// ============================================================================
// Model Schema Registry
// ============================================================================
//
// Static description of every model type known to a store: attribute names
// and relationship declarations. The registry is validated once when the
// store is built, and inverse relationships are resolved into a direct
// lookup table so payload reconciliation never has to search for them.
//
// ============================================================================

use crate::core::{Result, StoreError};
use serde::{Deserialize, Serialize};
use std::collections::{BTreeMap, HashMap, HashSet};
use std::fmt;

#[derive(Debug, Clone, Copy, PartialEq, Eq, Hash, Serialize, Deserialize)]
#[serde(rename_all = "camelCase")]
pub enum RelationshipKind {
    BelongsTo,
    HasMany,
}

impl RelationshipKind {
    pub fn is_many(&self) -> bool {
        matches!(self, RelationshipKind::HasMany)
    }
}

impl fmt::Display for RelationshipKind {
    fn fmt(&self, f: &mut fmt::Formatter<'_>) -> fmt::Result {
        match self {
            RelationshipKind::BelongsTo => write!(f, "belongsTo"),
            RelationshipKind::HasMany => write!(f, "hasMany"),
        }
    }
}

/// One relationship field declared on a model.
#[derive(Debug, Clone, PartialEq, Eq)]
pub struct RelationshipMeta {
    pub name: String,
    pub kind: RelationshipKind,
    /// Model type on the other end
    pub related_type: String,
    /// Model type that declares this relationship (set on registration)
    pub parent_type: String,
    /// Name of the reciprocal relationship on `related_type`
    pub inverse: Option<String>,
}

impl RelationshipMeta {
    pub fn belongs_to(name: impl Into<String>, related_type: impl Into<String>) -> Self {
        Self::new(name, RelationshipKind::BelongsTo, related_type)
    }

    pub fn has_many(name: impl Into<String>, related_type: impl Into<String>) -> Self {
        Self::new(name, RelationshipKind::HasMany, related_type)
    }

    fn new(name: impl Into<String>, kind: RelationshipKind, related_type: impl Into<String>) -> Self {
        Self {
            name: name.into(),
            kind,
            related_type: related_type.into(),
            parent_type: String::new(),
            inverse: None,
        }
    }

    /// Declare the reciprocal relationship on the related type
    pub fn inverse(mut self, name: impl Into<String>) -> Self {
        self.inverse = Some(name.into());
        self
    }

    pub fn has_inverse(&self) -> bool {
        self.inverse.is_some()
    }
}

/// Declaration of one model type.
///
/// ```
/// use memostore::schema::{ModelSchema, RelationshipMeta};
///
/// let post = ModelSchema::new("post")
///     .attr("title")
///     .relationship(RelationshipMeta::has_many("comments", "comment").inverse("post"));
/// assert!(post.relationship_named("comments").is_some());
/// ```
#[derive(Debug, Clone, PartialEq, Eq)]
pub struct ModelSchema {
    name: String,
    attributes: Vec<String>,
    relationships: Vec<RelationshipMeta>,
}

impl ModelSchema {
    pub fn new(name: impl Into<String>) -> Self {
        Self {
            name: name.into(),
            attributes: Vec::new(),
            relationships: Vec::new(),
        }
    }

    pub fn attr(mut self, name: impl Into<String>) -> Self {
        self.attributes.push(name.into());
        self
    }

    pub fn belongs_to(self, name: impl Into<String>, related_type: impl Into<String>) -> Self {
        self.relationship(RelationshipMeta::belongs_to(name, related_type))
    }

    pub fn has_many(self, name: impl Into<String>, related_type: impl Into<String>) -> Self {
        self.relationship(RelationshipMeta::has_many(name, related_type))
    }

    pub fn relationship(mut self, mut meta: RelationshipMeta) -> Self {
        meta.parent_type = self.name.clone();
        self.relationships.push(meta);
        self
    }

    pub fn name(&self) -> &str {
        &self.name
    }

    pub fn attributes(&self) -> &[String] {
        &self.attributes
    }

    pub fn relationships(&self) -> &[RelationshipMeta] {
        &self.relationships
    }

    pub fn relationship_named(&self, name: &str) -> Option<&RelationshipMeta> {
        self.relationships.iter().find(|rel| rel.name == name)
    }

    pub fn has_attribute(&self, name: &str) -> bool {
        self.attributes.iter().any(|attr| attr == name)
    }
}

/// Validated, immutable table of every model a store knows about.
#[derive(Debug, Clone, Default)]
pub struct SchemaRegistry {
    models: BTreeMap<String, ModelSchema>,
    /// (model, relationship) -> index into that model's relationship list
    index: HashMap<(String, String), usize>,
}

impl SchemaRegistry {
    /// Validate the given models and resolve their inverse relationships.
    ///
    /// Declaring an inverse on one side is enough; the reciprocal side is
    /// filled in here.
    pub fn new(models: impl IntoIterator<Item = ModelSchema>) -> Result<Self> {
        let mut by_name: BTreeMap<String, ModelSchema> = BTreeMap::new();
        for model in models {
            if model.name.is_empty() {
                return Err(StoreError::Schema("Model name cannot be empty".to_string()));
            }
            let mut fields = HashSet::new();
            for field in model
                .attributes
                .iter()
                .chain(model.relationships.iter().map(|rel| &rel.name))
            {
                if !fields.insert(field.as_str()) {
                    return Err(StoreError::Schema(format!(
                        "Field '{}' is declared twice on model '{}'",
                        field, model.name
                    )));
                }
            }
            if by_name.contains_key(&model.name) {
                return Err(StoreError::Schema(format!(
                    "Model '{}' is registered twice",
                    model.name
                )));
            }
            by_name.insert(model.name.clone(), model);
        }

        let mut reciprocal: Vec<(String, String, String)> = Vec::new();
        for model in by_name.values() {
            for rel in &model.relationships {
                let target = by_name.get(&rel.related_type).ok_or_else(|| {
                    StoreError::Schema(format!(
                        "Relationship '{}.{}' points at unknown model '{}'",
                        model.name, rel.name, rel.related_type
                    ))
                })?;

                let Some(inverse_name) = &rel.inverse else {
                    continue;
                };
                let inverse = target.relationship_named(inverse_name).ok_or_else(|| {
                    StoreError::Schema(format!(
                        "Inverse '{}' of '{}.{}' is not declared on '{}'",
                        inverse_name, model.name, rel.name, target.name
                    ))
                })?;
                if inverse.related_type != model.name {
                    return Err(StoreError::Schema(format!(
                        "Inverse '{}.{}' points at '{}', expected '{}'",
                        target.name, inverse.name, inverse.related_type, model.name
                    )));
                }
                match &inverse.inverse {
                    Some(back) if back != &rel.name => {
                        return Err(StoreError::Schema(format!(
                            "'{}.{}' and '{}.{}' disagree about their inverse",
                            model.name, rel.name, target.name, inverse.name
                        )));
                    }
                    Some(_) => {}
                    None => reciprocal.push((
                        target.name.clone(),
                        inverse.name.clone(),
                        rel.name.clone(),
                    )),
                }
            }
        }

        for (model_name, rel_name, inverse_name) in reciprocal {
            if let Some(rel) = by_name
                .get_mut(&model_name)
                .and_then(|model| model.relationships.iter_mut().find(|rel| rel.name == rel_name))
            {
                rel.inverse = Some(inverse_name);
            }
        }

        let mut index = HashMap::new();
        for model in by_name.values() {
            for (position, rel) in model.relationships.iter().enumerate() {
                index.insert((model.name.clone(), rel.name.clone()), position);
            }
        }

        Ok(Self {
            models: by_name,
            index,
        })
    }

    /// Look up a model; an unknown model is caller misuse.
    pub fn model(&self, name: &str) -> Result<&ModelSchema> {
        self.models
            .get(name)
            .ok_or_else(|| StoreError::Misuse(format!("No model was found for '{}'", name)))
    }

    pub fn contains(&self, name: &str) -> bool {
        self.models.contains_key(name)
    }

    pub fn model_names(&self) -> impl Iterator<Item = &str> {
        self.models.keys().map(String::as_str)
    }

    pub fn relationship(&self, model: &str, name: &str) -> Option<&RelationshipMeta> {
        let position = self.index.get(&(model.to_string(), name.to_string()))?;
        self.models.get(model)?.relationships.get(*position)
    }

    /// The relationship on the related type that mirrors `model.name`.
    pub fn inverse_of(&self, model: &str, name: &str) -> Option<&RelationshipMeta> {
        let rel = self.relationship(model, name)?;
        let inverse = rel.inverse.as_deref()?;
        self.relationship(&rel.related_type, inverse)
    }
}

EXERCISE OBJECTIVE :: Copy out exactly the lines running from the line with "pub fn relationship(&self, model: &str, name: &str)" to the end of the records, inclusive.

ANSWER TO THE PROBLEM ::
    pub fn relationship(&self, model: &str, name: &str) -> Option<&RelationshipMeta> {
        let position = self.index.get(&(model.to_string(), name.to_string()))?;
        self.models.get(model)?.relationships.get(*position)
    }

    /// The relationship on the related type that mirrors `model.name`.
    pub fn inverse_of(&self, model: &str, name: &str) -> Option<&RelationshipMeta> {
        let rel = self.relationship(model, name)?;
        let inverse = rel.inverse.as_deref()?;
        self.relationship(&rel.related_type, inverse)
    }
}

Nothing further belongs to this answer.